Duty of Care is implemented in three distinct ways: in-person training, daily policies and procedures, and crisis response.
In training, reporters learn things like situational awareness, first aid, surveillance detection etc. But when it comes to security, news organizations have to do more than just offer a few trainings. Education has to be supported by a robust system of security-related policies and protocols designed to ensure that reporters’ safety is prioritized in every step of the editorial process.
One of the most exciting aspects of the ongoing support that we provide to our team of female journalists is long-term wellness counseling.

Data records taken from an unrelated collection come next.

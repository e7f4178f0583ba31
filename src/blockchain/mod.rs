pub mod block;
pub mod mining;
pub mod model;

pub use block::{Block, timestamp_now};
pub use mining::{CancelToken, MiningError, MiningLimits};
pub use model::{Admission, Ledger, PreparedBlock};

/// Default Proof-of-Work difficulty (number of leading zero hex digits).
pub const DEFAULT_DIFFICULTY: u32 = 5;

/// Genesis seed values. The genesis block also fixes the chain's region.
pub const GENESIS_TIMESTAMP: &str = "01/01/2017";
pub const GENESIS_ZIP_CODE: &str = "30609";
pub const GENESIS_TEMPERATURE: f64 = 30.0;
pub const GENESIS_LIGHT: f64 = 40.0;

/// A device counts as sunlit when its light reading is strictly above this.
pub const LIGHT_THRESHOLD: f64 = 50.0;

/// Sunlit devices needed before energy can be priced or sold.
pub const MIN_SUNLIT_DEVICES: usize = 2;
use chrono::Utc;
use log::{debug, info};
use serde::{Deserialize, Serialize};
use sha2::{Digest, Sha256};

use super::mining::{MiningError, MiningLimits};
use super::{GENESIS_LIGHT, GENESIS_TEMPERATURE, GENESIS_TIMESTAMP, GENESIS_ZIP_CODE};

/// One device's entry in the ledger: identity, optional sensor data,
/// account balance and the hash linkage to its predecessor.
#[derive(Debug, Clone, Serialize, Deserialize)]
pub struct Block {
    /// Logical address of the device. Unique within a ledger.
    pub index: u64,
    pub timestamp: String, // opaque, only hashed
    pub zip_code: String,
    pub is_producer: bool,
    pub temperature_reading: f64,
    pub light_reading: f64,
    pub balance: u64,
    pub previous_hash: String, // empty for genesis
    pub hash: String,
    pub nonce: u64,
}

impl Block {
    /// Create a new block (not mined yet). Sensor readings are kept only
    /// for producers; consumers always carry zero readings.
    pub fn new(
        index: u64,
        timestamp: impl Into<String>,
        zip_code: impl Into<String>,
        is_producer: bool,
        temperature_reading: f64,
        light_reading: f64,
        balance: u64,
    ) -> Self {
        let (temperature_reading, light_reading) = if is_producer {
            (temperature_reading, light_reading)
        } else {
            (0.0, 0.0)
        };
        let mut block = Self {
            index,
            timestamp: timestamp.into(),
            zip_code: zip_code.into(),
            is_producer,
            temperature_reading,
            light_reading,
            balance,
            previous_hash: String::new(),
            hash: String::new(),
            nonce: 0,
        };
        // Provisional; mining replaces it.
        block.hash = block.calculate_hash();
        block
    }

    /// The fixed first block of every ledger. Not mined.
    pub fn genesis() -> Self {
        Self::new(
            0,
            GENESIS_TIMESTAMP,
            GENESIS_ZIP_CODE,
            true,
            GENESIS_TEMPERATURE,
            GENESIS_LIGHT,
            0,
        )
    }

    /// SHA-256 over `index`, `previous_hash`, `timestamp`, `zip_code` and
    /// `nonce`, concatenated without separators, hex encoded.
    ///
    /// Sensor readings and balance are not part of the preimage.
    pub fn calculate_hash(&self) -> String {
        let preimage = format!(
            "{}{}{}{}{}",
            self.index, self.previous_hash, self.timestamp, self.zip_code, self.nonce
        );
        let mut hasher = Sha256::new();
        hasher.update(preimage.as_bytes());
        hex::encode(hasher.finalize())
    }

    /// Perform Proof-of-Work by finding a nonce that yields a hash
    /// starting with `difficulty` leading zeros (in hex). Runs until found.
    pub fn mine(&mut self, difficulty: u32) {
        if let Err(e) = self.mine_with(difficulty, &MiningLimits::unbounded()) {
            unreachable!("unbounded mining stopped early: {e}");
        }
    }

    /// Like [`Block::mine`], but stops early when the attempt budget is
    /// spent or the cancel token fires. Returns the number of hashes tried.
    ///
    /// On error the nonce and hash are left mid-search and the block must
    /// not be admitted to a chain.
    pub fn mine_with(
        &mut self,
        difficulty: u32,
        limits: &MiningLimits,
    ) -> Result<u64, MiningError> {
        let target_prefix = "0".repeat(difficulty as usize);
        let mut attempts: u64 = 0;
        loop {
            if limits.is_cancelled() {
                debug!("mining of block #{} cancelled", self.index);
                return Err(MiningError::Cancelled { attempts });
            }
            if let Some(limit) = limits.max_attempts {
                if attempts >= limit {
                    return Err(MiningError::AttemptLimit { limit });
                }
            }
            self.hash = self.calculate_hash();
            attempts += 1;
            if self.hash.starts_with(&target_prefix) {
                break;
            }
            self.nonce = self.nonce.wrapping_add(1);
        }

        info!(
            "BLOCK MINED: {} (index={}, nonce={})",
            self.hash, self.index, self.nonce
        );
        Ok(attempts)
    }

    /// True when the hash prefix satisfies `difficulty`.
    pub fn meets_difficulty(&self, difficulty: u32) -> bool {
        self.hash.len() >= difficulty as usize
            && self
                .hash
                .chars()
                .take(difficulty as usize)
                .all(|c| c == '0')
    }

    /// Validate that the cached `hash` matches the block's fields and
    /// satisfies the PoW difficulty. (Does NOT validate chain linkage.)
    pub fn is_valid(&self, difficulty: u32) -> bool {
        self.hash == self.calculate_hash() && self.meets_difficulty(difficulty)
    }

    /// Update the temperature reading. Ignored for non-producers.
    pub fn add_temperature_reading(&mut self, reading: f64) -> bool {
        if !self.is_producer {
            return false;
        }
        self.temperature_reading = reading;
        true
    }

    /// Update the light reading. Ignored for non-producers.
    pub fn add_light_reading(&mut self, reading: f64) -> bool {
        if !self.is_producer {
            return false;
        }
        self.light_reading = reading;
        true
    }
}

/// Today's date in the `dd/mm/YYYY` form used for block timestamps.
pub fn timestamp_now() -> String {
    Utc::now().format("%d/%m/%Y").to_string()
}

#[cfg(test)]
mod tests {
    use super::*;
    use crate::blockchain::mining::CancelToken;

    fn producer(index: u64) -> Block {
        Block::new(index, "20/07/2017", "30609", true, 40.0, 10.0, 100)
    }

    #[test]
    fn genesis_matches_seed_values() {
        let b = Block::genesis();
        assert_eq!(b.index, 0);
        assert_eq!(b.zip_code, "30609");
        assert!(b.is_producer);
        assert_eq!(b.temperature_reading, 30.0);
        assert_eq!(b.light_reading, 40.0);
        assert_eq!(b.balance, 0);
        assert!(b.previous_hash.is_empty());
        assert_eq!(b.hash, b.calculate_hash());
    }

    #[test]
    fn hash_covers_concatenated_fields() {
        let b = producer(1);
        let mut hasher = Sha256::new();
        hasher.update("120/07/2017306090");
        assert_eq!(b.calculate_hash(), hex::encode(hasher.finalize()));
        assert_eq!(b.hash.len(), 64);
    }

    #[test]
    fn hash_ignores_readings_and_balance() {
        let mut b = producer(1);
        let before = b.calculate_hash();
        b.balance = 9_999;
        b.temperature_reading = -4.0;
        b.light_reading = 500.0;
        assert_eq!(before, b.calculate_hash());
    }

    #[test]
    fn consumer_readings_are_forced_to_zero() {
        let b = Block::new(4, "24/07/2017", "30609", false, 55.0, 80.0, 10);
        assert_eq!(b.temperature_reading, 0.0);
        assert_eq!(b.light_reading, 0.0);
    }

    #[test]
    fn mining_produces_leading_zeros() {
        let mut b = producer(1);
        b.previous_hash = "prev".into();
        b.mine(2);
        assert!(b.hash.starts_with("00"));
        assert_eq!(b.hash, b.calculate_hash());
        assert!(b.is_valid(2));
    }

    #[test]
    fn difficulty_zero_accepts_first_hash() {
        let mut b = producer(1);
        let attempts = b.mine_with(0, &MiningLimits::unbounded()).unwrap();
        assert_eq!(attempts, 1);
        assert_eq!(b.nonce, 0);
    }

    #[test]
    fn invalid_when_mutated() {
        let mut b = producer(2);
        b.mine(1);
        b.timestamp = "01/01/1999".into();
        assert!(!b.is_valid(1));
    }

    #[test]
    fn attempt_limit_stops_search() {
        let mut b = producer(1);
        // 64 leading zeros is never reached in practice.
        let err = b.mine_with(64, &MiningLimits::with_max_attempts(50)).unwrap_err();
        assert_eq!(err, MiningError::AttemptLimit { limit: 50 });
        assert_eq!(b.nonce, 50);
    }

    #[test]
    fn cancelled_token_stops_before_hashing() {
        let token = CancelToken::new();
        token.cancel();
        let mut b = producer(1);
        let limits = MiningLimits::unbounded().cancellable(token);
        assert_eq!(
            b.mine_with(3, &limits),
            Err(MiningError::Cancelled { attempts: 0 })
        );
    }

    #[test]
    fn readings_update_only_for_producers() {
        let mut seller = producer(1);
        assert!(seller.add_temperature_reading(33.0));
        assert!(seller.add_light_reading(71.0));
        assert_eq!(seller.temperature_reading, 33.0);
        assert_eq!(seller.light_reading, 71.0);

        let mut buyer = Block::new(2, "21/07/2017", "30609", false, 0.0, 0.0, 10);
        assert!(!buyer.add_temperature_reading(33.0));
        assert!(!buyer.add_light_reading(71.0));
        assert_eq!(buyer.temperature_reading, 0.0);
        assert_eq!(buyer.light_reading, 0.0);
    }

    #[test]
    fn timestamp_now_has_day_month_year_shape() {
        let ts = timestamp_now();
        let parts: Vec<&str> = ts.split('/').collect();
        assert_eq!(parts.len(), 3);
        assert_eq!(parts[2].len(), 4);
    }
}
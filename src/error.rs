use serde::Serialize;
use thiserror::Error;

use crate::blockchain::MiningError;

/// Reported, recoverable outcomes of ledger operations. A call that
/// returns one of these has left the ledger unchanged.
#[derive(Debug, Clone, PartialEq, Eq, Error, Serialize)]
pub enum LedgerError {
    #[error("zip code {found} does not match region {expected}")]
    RegionMismatch { expected: String, found: String },
    #[error("no block with address {0}")]
    InvalidAddress(u64),
    #[error("block {0} is not an energy producer")]
    NonProducerDestination(u64),
    #[error("no sunlight: {sunlit} sunlit devices, {required} required")]
    NoSunlight { sunlit: usize, required: usize },
    #[error("insufficient funds: balance {available} does not exceed {requested}")]
    InsufficientFunds { available: u64, requested: u64 },
    #[error("crediting {amount} to block {address} would overflow its balance")]
    BalanceOverflow { address: u64, amount: u64 },
    /// Integrity fault: genesis seeding makes this unreachable.
    #[error("chain has no blocks")]
    EmptyChain,
    #[error(transparent)]
    Mining(#[from] MiningError),
    #[error("chain head moved while the block was being mined")]
    StaleTemplate,
    #[error("block hash is inconsistent or below difficulty {difficulty}")]
    InvalidProofOfWork { difficulty: u32 },
}
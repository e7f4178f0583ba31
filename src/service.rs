use std::sync::{Arc, Mutex, MutexGuard};
use std::thread::{self, JoinHandle};

use log::debug;

use crate::blockchain::{Admission, Block, Ledger, MiningLimits};
use crate::error::LedgerError;
use crate::market::Settlement;

/// Thread-safe handle to a [`Ledger`].
///
/// Every read and write goes through one lock. Proof-of-Work runs outside
/// it, so audits and balance queries stay responsive while a block is mined.
#[derive(Debug, Clone)]
pub struct SharedLedger {
    inner: Arc<Mutex<Ledger>>,
}

impl SharedLedger {
    pub fn new(ledger: Ledger) -> Self {
        Self {
            inner: Arc::new(Mutex::new(ledger)),
        }
    }

    fn lock(&self) -> MutexGuard<'_, Ledger> {
        self.inner.lock().expect("mutex poisoned")
    }

    /// Run `f` against the ledger under the lock.
    pub fn read<R>(&self, f: impl FnOnce(&Ledger) -> R) -> R {
        f(&self.lock())
    }

    pub fn len(&self) -> usize {
        self.lock().len()
    }

    pub fn is_empty(&self) -> bool {
        self.lock().is_empty()
    }

    pub fn is_chain_valid(&self) -> bool {
        self.lock().is_chain_valid()
    }

    pub fn balance(&self, address: u64) -> Result<u64, LedgerError> {
        self.lock().balance(address)
    }

    pub fn balances(&self) -> Vec<(u64, u64)> {
        self.lock().balances()
    }

    pub fn log_balances(&self) {
        self.lock().log_balances();
    }

    pub fn calculate_price(&self) -> i64 {
        self.lock().calculate_price()
    }

    pub fn make_transaction(
        &self,
        from: u64,
        to: u64,
        amount: u64,
    ) -> Result<Settlement, LedgerError> {
        self.lock().make_transaction(from, to, amount)
    }

    pub fn to_json(&self) -> serde_json::Result<String> {
        self.lock().to_json()
    }

    /// Admit, mine and append `candidate` with the ledger's own limits.
    pub fn add_block(&self, candidate: Block) -> Result<Admission, LedgerError> {
        let limits = self.lock().mining_limits().clone();
        self.add_block_with(candidate, &limits)
    }

    /// Admit, mine and append `candidate`, blocking the caller but not the
    /// ledger. If another block lands while this one is mined, the
    /// candidate is linked to the new head and mined again.
    pub fn add_block_with(
        &self,
        candidate: Block,
        limits: &MiningLimits,
    ) -> Result<Admission, LedgerError> {
        loop {
            let (mut prepared, difficulty) = {
                let ledger = self.lock();
                (ledger.prepare_block(candidate.clone())?, ledger.difficulty())
            };

            prepared.block.mine_with(difficulty, limits)?;

            match self.lock().append_premined(prepared) {
                Err(LedgerError::StaleTemplate) => {
                    debug!("head moved while mining block #{}, retrying", candidate.index);
                }
                outcome => return outcome,
            }
        }
    }

    /// Mine `candidate` on a dedicated worker thread.
    pub fn submit_block(
        &self,
        candidate: Block,
        limits: MiningLimits,
    ) -> JoinHandle<Result<Admission, LedgerError>> {
        let ledger = self.clone();
        thread::spawn(move || ledger.add_block_with(candidate, &limits))
    }
}
use std::sync::{Arc, Mutex};

use log::{info, warn};
use serde::Serialize;

use crate::error::LedgerError;

/// Notifications emitted by the ledger core.
#[derive(Debug, Clone, PartialEq, Serialize)]
#[serde(tag = "event", rename_all = "snake_case")]
pub enum LedgerEvent {
    BlockMined {
        index: u64,
        hash: String,
        nonce: u64,
    },
    RegionMismatch {
        index: u64,
        expected: String,
        found: String,
    },
    /// A block's requested index was taken and has been reassigned.
    IndexCollision { requested: u64, assigned: u64 },
    TransactionSettled { from: u64, to: u64, amount: u64 },
    TransactionRejected {
        from: u64,
        to: u64,
        amount: u64,
        reason: LedgerError,
    },
    /// A price query found too few sunlit devices.
    NoSunlight { sunlit: usize, required: usize },
}

/// Receiver for [`LedgerEvent`]s.
pub trait EventSink: Send {
    fn emit(&self, event: &LedgerEvent);
}

/// Writes every event through the `log` facade.
#[derive(Debug, Default, Clone, Copy)]
pub struct LogSink;

impl EventSink for LogSink {
    fn emit(&self, event: &LedgerEvent) {
        match event {
            LedgerEvent::BlockMined { index, hash, nonce } => {
                info!("block #{index} mined: hash={hash} nonce={nonce}");
            }
            LedgerEvent::RegionMismatch {
                index,
                expected,
                found,
            } => {
                warn!("block #{index} rejected: zip code {found} is outside region {expected}");
            }
            LedgerEvent::IndexCollision {
                requested,
                assigned,
            } => {
                warn!("index {requested} already exists, block will use index {assigned}");
            }
            LedgerEvent::TransactionSettled { from, to, amount } => {
                info!("transaction {from} -> {to} settled ({amount})");
            }
            LedgerEvent::TransactionRejected {
                from,
                to,
                amount,
                reason,
            } => {
                warn!("transaction {from} -> {to} ({amount}) rejected: {reason}");
            }
            LedgerEvent::NoSunlight { sunlit, required } => {
                warn!("no sunlight ({sunlit}/{required} devices), no electricity can be sold");
            }
        }
    }
}

/// Keeps events in memory. Clones share the same buffer.
#[derive(Debug, Default, Clone)]
pub struct RecordingSink {
    events: Arc<Mutex<Vec<LedgerEvent>>>,
}

impl RecordingSink {
    pub fn new() -> Self {
        Self::default()
    }

    pub fn events(&self) -> Vec<LedgerEvent> {
        self.events.lock().expect("mutex poisoned").clone()
    }

    pub fn clear(&self) {
        self.events.lock().expect("mutex poisoned").clear();
    }
}

impl EventSink for RecordingSink {
    fn emit(&self, event: &LedgerEvent) {
        self.events
            .lock()
            .expect("mutex poisoned")
            .push(event.clone());
    }
}

#[cfg(test)]
mod tests {
    use super::*;

    #[test]
    fn recording_sink_clones_share_buffer() {
        let sink = RecordingSink::new();
        let handle = sink.clone();
        sink.emit(&LedgerEvent::IndexCollision {
            requested: 1,
            assigned: 2,
        });
        assert_eq!(handle.events().len(), 1);
        handle.clear();
        assert!(sink.events().is_empty());
    }

    #[test]
    fn events_serialize_with_tag() {
        let json = serde_json::to_value(LedgerEvent::TransactionSettled {
            from: 1,
            to: 2,
            amount: 60,
        })
        .unwrap();
        assert_eq!(json["event"], "transaction_settled");
        assert_eq!(json["amount"], 60);
    }

    #[test]
    fn rejection_carries_reason() {
        let json = serde_json::to_value(LedgerEvent::TransactionRejected {
            from: 1,
            to: 9,
            amount: 5,
            reason: LedgerError::InvalidAddress(9),
        })
        .unwrap();
        assert_eq!(json["reason"]["InvalidAddress"], 9);
    }
}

We know that journalists experience work-related trauma at extraordinary rates. Yet, mental health conversations remain taboo in many newsrooms and mental health resources remain largely out of reach for people in the media markets where we work. So, we recruited a global network of counselors who speak the languages of all of our team members. They offer unlimited sessions, which are free and confidential for the reporters. Since the wellness counselor network launched in 2018, more than 60% of our global team has utilized the service.
Mel: How has prioritizing education and safety set you up for success during this crisis?
Cristi: It’s never happened before that we have every reporter in the world on heightened Duty of Care check-in protocols — much less for the same reason. But we were able to respond quickly because our reporters were already trained in these protocols. The culture of checking in was already established, and we were able to quickly establish security norms that allowed most of our team to resume reporting right away. They’ve been able to do some extraordinary coronavirus coverage in the last few months, exploring the unique impact the pandemic is having on places like DRC, which just became Ebola-free, or populations of people, like sex workers in Uganda.
Ultimately, I think it’s the culture of Duty of Care that allows us to produce such great stories from so many different places. Because at its core, Duty of Care says we care about our reporters as people, not content machines. Across the world, we trust each other.
Mel: Even in the best of times, executive leadership can be lonely. So can being a new mom. How are you coping in both roles? What support helps?
Cristi: This is a tough moment for all news executives, I think. And it’s a tough moment for new moms — and all moms! As a mom, I have a lot of virtual support because I’ve stayed mostly isolated since Henry was born. No matter what I do, I feel like I am either being paranoid or reckless. I can’t seem to find an in-between. I imagine a lot of people feel that way. We get lots of FaceTimes and people have been so generous, sending us food and gifts. One of my dear friends runs the jewelry company Article 22, which makes stunning jewelry out of recycled bombs. She sent me one of their resolution wrap bracelets that says, “courage takes many forms.” It’s a great reminder of how people everywhere are living courageously right now.
Mel: What is something that you wish other women knew about your experience during the pandemic?
Cristi: Most of all, I think this moment has made me even more committed to ensuring Global Press continues to be a news organization that strives to be an exceptional employer of women. Our reporters around the world are full-time journalists and moms and aunts and sisters, all living in challenging circumstances, doing challenging work. Having an employer who says it’s OK to be all the things you need to be in a day is important. Being successful and sane in this difficult time is all about being able to have the freedom to decide who you need to be in each moment.
In some moments, I need to be a CEO raising money and supporting a team of global journalists. In others, I need to be singing silly songs and bouncing up and down the hallway to get this baby to sleep. Both are important.